The Wanderer made Vel’tman’s reputation as the “Russian Sterne”; Koshchei the Deathless made the greatest impression on his contemporaries; and Svetoslavich was considered Vel’tman’s best novel by V. F. Odoevskii (26-28, 48). Of the rest, The Year MMMCDXLVIII was apparently written in haste, derivative, and perplexing to critics, since its imagined future was “exactly like the present year of 1834.” Bukhshtab suggests that setting the novel in 3448 was just a way to get the plot, in which one ruler is substituted for another similar in appearance, past the censors (44-46). The Lunatic is set in 1812, like other novels of the early 1830s by Zagoskin and Bulgarin. Critics were especially hostile to it and to all 1812 novels, as they were beginning to turn on historical novels in general, which had recently held a dominant position (46-48). Aleksandr Filippovich Makedonskii involves time travel and a lot of etymology: “the whole piece is filled with such outlandish etymologies of various words that contemporaries were unsure whether they were ‘a satire on etymologists’ or ‘putting forth his own new hypotheses under the guise of joking’” (50-53, quote on 51).
Later generations, according to Bukhshtab, don’t share Vel’tman’s contemporaries’ view that Koshchei the Deathless was his best. Instead, they were more likely to prefer the later Salomeia (Саломея, 1846-47), the first of a projected five parts of Adventures Extracted from the Ocean of Life (28).

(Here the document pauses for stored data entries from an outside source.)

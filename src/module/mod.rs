// SPDX-License-Identifier: AGPL-3.0-or-later
// Copyright (C) 2012-2025 Andrei Maltsev

use async_trait::async_trait;
use tokio::task::JoinHandle;
use tokio_util::sync::CancellationToken;
use tracing::{error, info};

use crate::guard;

/// Serial event loop pre-wired over RPC, tasks and timers.
pub mod skeleton;

pub use skeleton::{Skeleton, SkeletonBuilder};

/// An application module: a unit of state owned by exactly one task.
///
/// `on_init` runs on the registering task before any module task starts;
/// `run` is the module's whole life and must return promptly once `close`
/// is cancelled; `on_destroy` runs after `run` has returned.
#[async_trait]
pub trait Module: Send {
    fn on_init(&mut self) {}

    async fn run(&mut self, close: CancellationToken);

    fn on_destroy(&mut self) {}
}

struct Registered {
    name: &'static str,
    module: Option<Box<dyn Module>>,
    close: CancellationToken,
    task: Option<JoinHandle<Box<dyn Module>>>,
}

/// Ordered module registry: init in registration order, destroy in reverse.
///
/// Later-registered modules may depend on earlier ones, so teardown walks
/// the list backwards and fully stops each module (close signal, then join)
/// before touching the one before it.
#[derive(Default)]
pub struct App {
    mods: Vec<Registered>,
}

impl App {
    pub fn new() -> Self {
        Self::default()
    }

    /// Add a module. Call before [`App::init`].
    pub fn register(&mut self, name: &'static str, module: Box<dyn Module>) {
        self.mods.push(Registered {
            name,
            module: Some(module),
            close: CancellationToken::new(),
            task: None,
        });
    }

    /// Initialise every module in registration order, then start each one
    /// on its own task.
    pub fn init(&mut self) {
        for m in &mut self.mods {
            if let Some(module) = m.module.as_mut() {
                module.on_init();
            }
        }

        for m in &mut self.mods {
            let Some(mut module) = m.module.take() else {
                continue;
            };
            let close = m.close.clone();
            m.task = Some(tokio::spawn(async move {
                module.run(close).await;
                module
            }));
        }
    }

    /// Stop every module in reverse registration order: signal close, wait
    /// for its `run` to return, then call `on_destroy`.
    pub async fn destroy(&mut self) {
        for m in self.mods.iter_mut().rev() {
            m.close.cancel();
            let Some(task) = m.task.take() else {
                continue;
            };
            match task.await {
                Ok(mut module) => {
                    let name = m.name;
                    let _ = guard::catch(&format_args!("destroy {name}"), || {
                        module.on_destroy()
                    });
                    info!("module {name} stopped");
                },
                Err(e) => error!("module {} task failed: {e}", m.name),
            }
        }
        self.mods.clear();
    }
}
// SPDX-License-Identifier: AGPL-3.0-or-later
// Copyright (C) 2012-2025 Andrei Maltsev

use std::{
    collections::HashMap,
    io,
    sync::{Arc, Mutex as StdMutex},
};

use async_trait::async_trait;
use once_cell::sync::OnceCell;
use tokio::net::TcpListener;
use tokio_util::{sync::CancellationToken, task::TaskTracker};
use tracing::{debug, error, info};

use crate::net::{conn::TcpConn, frame::FrameCodec};

/// Per-connection behaviour driven by the server: `run` is the connection's
/// whole read life, `on_close` runs after it returns and before the
/// connection is forgotten.
#[async_trait]
pub trait ConnAgent: Send {
    async fn run(&mut self);

    async fn on_close(&mut self) {}
}

/// Factory producing an agent for each accepted connection.
pub type AgentFactory = Arc<dyn Fn(Arc<TcpConn>) -> Box<dyn ConnAgent> + Send + Sync>;

type ConnSet = Arc<StdMutex<HashMap<u64, Arc<TcpConn>>>>;

/// Accepting TCP server.
///
/// Accepted sockets above `max_conn_num` are closed on the spot. Each kept
/// connection gets an agent from the factory and a task that runs it to
/// completion; `close` stops accepting, force-closes every live connection
/// and waits for all agent tasks to finish their cleanup.
pub struct TcpServer {
    addr: String,
    max_conn_num: usize,
    pending_write_num: usize,
    codec: FrameCodec,
    conns: ConnSet,
    tracker: TaskTracker,
    close: CancellationToken,
    bound: OnceCell<std::net::SocketAddr>,
}

impl TcpServer {
    pub fn new(
        addr: impl Into<String>,
        max_conn_num: usize,
        pending_write_num: usize,
        codec: FrameCodec,
    ) -> Self {
        let max_conn_num = if max_conn_num == 0 {
            info!("invalid max_conn_num, reset to 100");
            100
        } else {
            max_conn_num
        };
        let pending_write_num = if pending_write_num == 0 {
            info!("invalid pending_write_num, reset to 100");
            100
        } else {
            pending_write_num
        };

        Self {
            addr: addr.into(),
            max_conn_num,
            pending_write_num,
            codec,
            conns: Arc::new(StdMutex::new(HashMap::new())),
            tracker: TaskTracker::new(),
            close: CancellationToken::new(),
            bound: OnceCell::new(),
        }
    }

    /// Bind the listener and start the accept loop on its own task.
    /// Returns the bound address (useful when the port was 0).
    pub async fn start(&self, new_agent: AgentFactory) -> io::Result<std::net::SocketAddr> {
        let listener = TcpListener::bind(&self.addr).await?;
        let local = listener.local_addr()?;
        let _ = self.bound.set(local);
        info!("listening on {local}");

        tokio::spawn(accept_loop(
            listener,
            self.max_conn_num,
            self.pending_write_num,
            self.codec,
            self.conns.clone(),
            self.tracker.clone(),
            self.close.clone(),
            new_agent,
        ));
        Ok(local)
    }

    /// The address the listener actually bound, once started.
    pub fn local_addr(&self) -> Option<std::net::SocketAddr> {
        self.bound.get().copied()
    }

    /// Live connection count.
    pub fn conn_count(&self) -> usize {
        self.conns.lock().expect("conn set poisoned").len()
    }

    /// Stop accepting, tear down every live connection and wait for all
    /// per-connection tasks to run their cleanup.
    pub async fn close(&self) {
        self.close.cancel();

        let live: Vec<Arc<TcpConn>> = {
            let mut conns = self.conns.lock().expect("conn set poisoned");
            conns.drain().map(|(_, c)| c).collect()
        };
        for conn in live {
            conn.destroy();
        }

        self.tracker.close();
        self.tracker.wait().await;
    }
}

#[allow(clippy::too_many_arguments)]
async fn accept_loop(
    listener: TcpListener,
    max_conn_num: usize,
    pending_write_num: usize,
    codec: FrameCodec,
    conns: ConnSet,
    tracker: TaskTracker,
    close: CancellationToken,
    new_agent: AgentFactory,
) {
    let mut next_id: u64 = 0;
    loop {
        let socket = tokio::select! {
            _ = close.cancelled() => return,
            res = listener.accept() => match res {
                Ok((socket, _)) => socket,
                Err(e) => {
                    error!("accept error: {e}");
                    continue;
                },
            },
        };

        let conn = {
            let mut set = conns.lock().expect("conn set poisoned");
            if set.len() >= max_conn_num {
                debug!("too many connections");
                drop(socket);
                continue;
            }
            let conn = TcpConn::new(socket, pending_write_num, codec);
            next_id += 1;
            set.insert(next_id, conn.clone());
            conn
        };

        let mut agent = new_agent(conn.clone());
        let conns = conns.clone();
        let id = next_id;
        tracker.spawn(async move {
            agent.run().await;
            conn.close();
            conns.lock().expect("conn set poisoned").remove(&id);
            agent.on_close().await;
        });
    }
}
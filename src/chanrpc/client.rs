// SPDX-License-Identifier: AGPL-3.0-or-later
// Copyright (C) 2012-2025 Andrei Maltsev

use std::sync::Arc;

use dashmap::DashMap;
use tokio::sync::mpsc::{self, error::TrySendError};
use tracing::debug;

use crate::chanrpc::{Arg, Arity, Args, CallId, CallInfo, Callback, Ret, RetInfo, RpcError};

/// Cloneable producer handle onto a server's call queue.
///
/// Carries the shared id→arity registry so callers can validate a call
/// before enqueuing it.
#[derive(Clone)]
pub struct CallSender {
    tx: mpsc::Sender<CallInfo>,
    arities: Arc<DashMap<CallId, Arity>>,
}

impl CallSender {
    pub(crate) fn new(tx: mpsc::Sender<CallInfo>, arities: Arc<DashMap<CallId, Arity>>) -> Self {
        Self { tx, arities }
    }

    /// Fire-and-forget. Unknown ids are ignored; a full queue drops the
    /// call with a debug log line, never blocking the caller.
    pub fn go(&self, id: impl Into<CallId>, args: Args) {
        let id = id.into();
        if !self.arities.contains_key(&id) {
            debug!("go {id}: not registered, dropped");
            return;
        }
        let ci = CallInfo {
            id,
            args,
            reply: None,
            cb: None,
        };
        if let Err(TrySendError::Full(ci)) = self.tx.try_send(ci) {
            debug!("go {}: channel full, dropped", ci.id);
        }
    }

    /// Open a client bound to this server. The client belongs to one task;
    /// its async reply sink holds up to `async_len` undelivered replies.
    pub fn open(&self, async_len: usize) -> Client {
        Client::new(self.tx.clone(), self.arities.clone(), async_len)
    }

    fn check(&self, id: &CallId, want: Arity) -> Result<(), RpcError> {
        match self.arities.get(id) {
            None => Err(RpcError::NotRegistered(id.clone())),
            Some(a) if *a != want => Err(RpcError::ArityMismatch(id.clone())),
            Some(_) => Ok(()),
        }
    }
}

/// A channel-RPC client. One client per owner task; not shared.
///
/// Synchronous calls block the caller until the reply arrives through a
/// capacity-1 sink, so at most one sync call is ever outstanding. Async
/// calls enqueue without blocking and deliver replies through [`Client::cb`]
/// when the owner drains [`Client::recv_asyn`].
pub struct Client {
    sender: CallSender,
    sync_tx: mpsc::Sender<RetInfo>,
    sync_rx: mpsc::Receiver<RetInfo>,
    asyn_tx: mpsc::Sender<RetInfo>,
    asyn_rx: mpsc::Receiver<RetInfo>,
    pending_asyn: usize,
}

impl Client {
    pub(crate) fn new(
        tx: mpsc::Sender<CallInfo>,
        arities: Arc<DashMap<CallId, Arity>>,
        async_len: usize,
    ) -> Self {
        let (sync_tx, sync_rx) = mpsc::channel(1);
        let (asyn_tx, asyn_rx) = mpsc::channel(async_len.max(1));
        Self {
            sender: CallSender::new(tx, arities),
            sync_tx,
            sync_rx,
            asyn_tx,
            asyn_rx,
            pending_asyn: 0,
        }
    }

    /// Synchronous call of a no-return function.
    pub async fn call0(&mut self, id: impl Into<CallId>, args: Args) -> Result<(), RpcError> {
        let ri = self.call_sync(id.into(), args, Arity::None).await?;
        ri.ret.map(|_| ())
    }

    /// Synchronous call of a single-return function.
    pub async fn call1(
        &mut self,
        id: impl Into<CallId>,
        args: Args,
    ) -> Result<Arg, RpcError> {
        let id = id.into();
        let ri = self.call_sync(id, args, Arity::One).await?;
        match ri.ret? {
            Ret::One(v) => Ok(v),
            _ => Err(RpcError::ReplyShape),
        }
    }

    /// Synchronous call of a multi-return function.
    pub async fn calln(&mut self, id: impl Into<CallId>, args: Args) -> Result<Args, RpcError> {
        let id = id.into();
        let ri = self.call_sync(id, args, Arity::Many).await?;
        match ri.ret? {
            Ret::Many(vs) => Ok(vs),
            _ => Err(RpcError::ReplyShape),
        }
    }

    /// Asynchronous call. Never blocks: validation failures and a full call
    /// queue invoke `cb` inline with the error. On success the pending
    /// counter grows by one until the matching reply passes through
    /// [`Client::cb`].
    pub fn asyn_call(&mut self, id: impl Into<CallId>, args: Args, cb: Callback) {
        let id = id.into();
        if let Err(e) = self.sender.check(&id, cb.arity()) {
            cb.run(Err(e));
            return;
        }

        let ci = CallInfo {
            id,
            args,
            reply: Some(self.asyn_tx.clone()),
            cb: Some(cb),
        };
        match self.sender.tx.try_send(ci) {
            Ok(()) => self.pending_asyn += 1,
            Err(TrySendError::Full(ci)) => {
                if let Some(cb) = ci.cb {
                    cb.run(Err(RpcError::ChannelFull));
                }
            },
            Err(TrySendError::Closed(ci)) => {
                if let Some(cb) = ci.cb {
                    cb.run(Err(RpcError::ServerClosed));
                }
            },
        }
    }

    /// Fire-and-forget through this client's server.
    pub fn go(&self, id: impl Into<CallId>, args: Args) {
        self.sender.go(id, args);
    }

    /// Receive the next async reply. Pair each received reply with a
    /// [`Client::cb`] call.
    pub async fn recv_asyn(&mut self) -> Option<RetInfo> {
        self.asyn_rx.recv().await
    }

    /// Run the user callback carried by an async reply.
    pub fn cb(&mut self, ri: RetInfo) {
        if let Some(cb) = ri.cb {
            cb.run(ri.ret);
        }
        self.pending_asyn = self.pending_asyn.saturating_sub(1);
    }

    /// Outstanding async replies not yet delivered to their callbacks.
    pub fn pending_async(&self) -> usize {
        self.pending_asyn
    }

    /// Drain every outstanding async reply, running its callback.
    pub async fn close(&mut self) {
        while self.pending_asyn > 0 {
            match self.asyn_rx.recv().await {
                Some(ri) => self.cb(ri),
                None => break,
            }
        }
    }

    async fn call_sync(
        &mut self,
        id: CallId,
        args: Args,
        want: Arity,
    ) -> Result<RetInfo, RpcError> {
        self.sender.check(&id, want)?;
        let ci = CallInfo {
            id,
            args,
            reply: Some(self.sync_tx.clone()),
            cb: None,
        };
        self.sender
            .tx
            .send(ci)
            .await
            .map_err(|_| RpcError::ServerClosed)?;
        self.sync_rx.recv().await.ok_or(RpcError::ServerClosed)
    }
}
// SPDX-License-Identifier: AGPL-3.0-or-later
// Copyright (C) 2012-2025 Andrei Maltsev

use std::sync::{Arc, Mutex};

use async_trait::async_trait;
use frond::module::{App, Module};
use tokio_util::sync::CancellationToken;

type EventLog = Arc<Mutex<Vec<String>>>;

struct Probe {
    tag: &'static str,
    log: EventLog,
}

impl Probe {
    fn push(&self, what: &str) {
        self.log.lock().unwrap().push(format!("{} {}", what, self.tag));
    }
}

#[async_trait]
impl Module for Probe {
    fn on_init(&mut self) {
        self.push("init");
    }

    async fn run(&mut self, close: CancellationToken) {
        close.cancelled().await;
        self.push("run-done");
    }

    fn on_destroy(&mut self) {
        self.push("destroy");
    }
}

#[tokio::test]
async fn init_in_order_destroy_in_reverse() {
    let log: EventLog = Arc::new(Mutex::new(Vec::new()));

    let mut app = App::new();
    for tag in ["a", "b", "c"] {
        app.register(
            tag,
            Box::new(Probe {
                tag,
                log: log.clone(),
            }),
        );
    }

    app.init();
    app.destroy().await;

    let events = log.lock().unwrap().clone();
    assert_eq!(
        events,
        vec![
            "init a",
            "init b",
            "init c",
            "run-done c",
            "destroy c",
            "run-done b",
            "destroy b",
            "run-done a",
            "destroy a",
        ]
    );
}

struct Grenade;

#[async_trait]
impl Module for Grenade {
    async fn run(&mut self, close: CancellationToken) {
        close.cancelled().await;
    }

    fn on_destroy(&mut self) {
        panic!("destroy hook exploded");
    }
}

#[tokio::test]
async fn panicking_destroy_hook_does_not_stop_teardown() {
    let log: EventLog = Arc::new(Mutex::new(Vec::new()));

    let mut app = App::new();
    app.register(
        "first",
        Box::new(Probe {
            tag: "first",
            log: log.clone(),
        }),
    );
    app.register("grenade", Box::new(Grenade));

    app.init();
    app.destroy().await;

    let events = log.lock().unwrap().clone();
    assert!(events.contains(&"destroy first".to_string()));
}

The post-revolutionary wave of interest in Vel’tman that Bukhshtab claimed to see in 1926 didn’t really take off; I suppose it could have been wishful thinking or a tactical move on Bukhshtab’s part to predict one, or maybe there really would have been one if the 1930s had turned out differently.
There’s a lot in Bukhshtab’s article, and I’m saving what he says about Vel’tman’s language, innovations in the historical novel genre, and chaotic structure for later posts.
See B. Ia. Bukhshtab, “Pervye romany Vel’tmana,” in Fet i drugie: Izbrannye raboty (St. Petersburg, 2000), 25-56. I read it in that 2000 book, but the article apparently first appeared in Russkaia proza (Leningrad, 1926), pp. 192-231. That collection was reprinted by Mouton (The Hague, 1963) and translated by Ray Parrott for Ardis (Ann Arbor, 1985). I’ve posted about two shorter pieces by Vel’tman, “Ol’ga” (1837) and “Orlando Furioso” (1835), but to judge by what Bukhshtab and LH have written, they aren’t much like the early novels.
* Bukhshtab calls The Wanderer Vel’tman’s “first work in prose” (he had written poetry for years before that) and Koshchei the Deathless his “first novel” (26-27).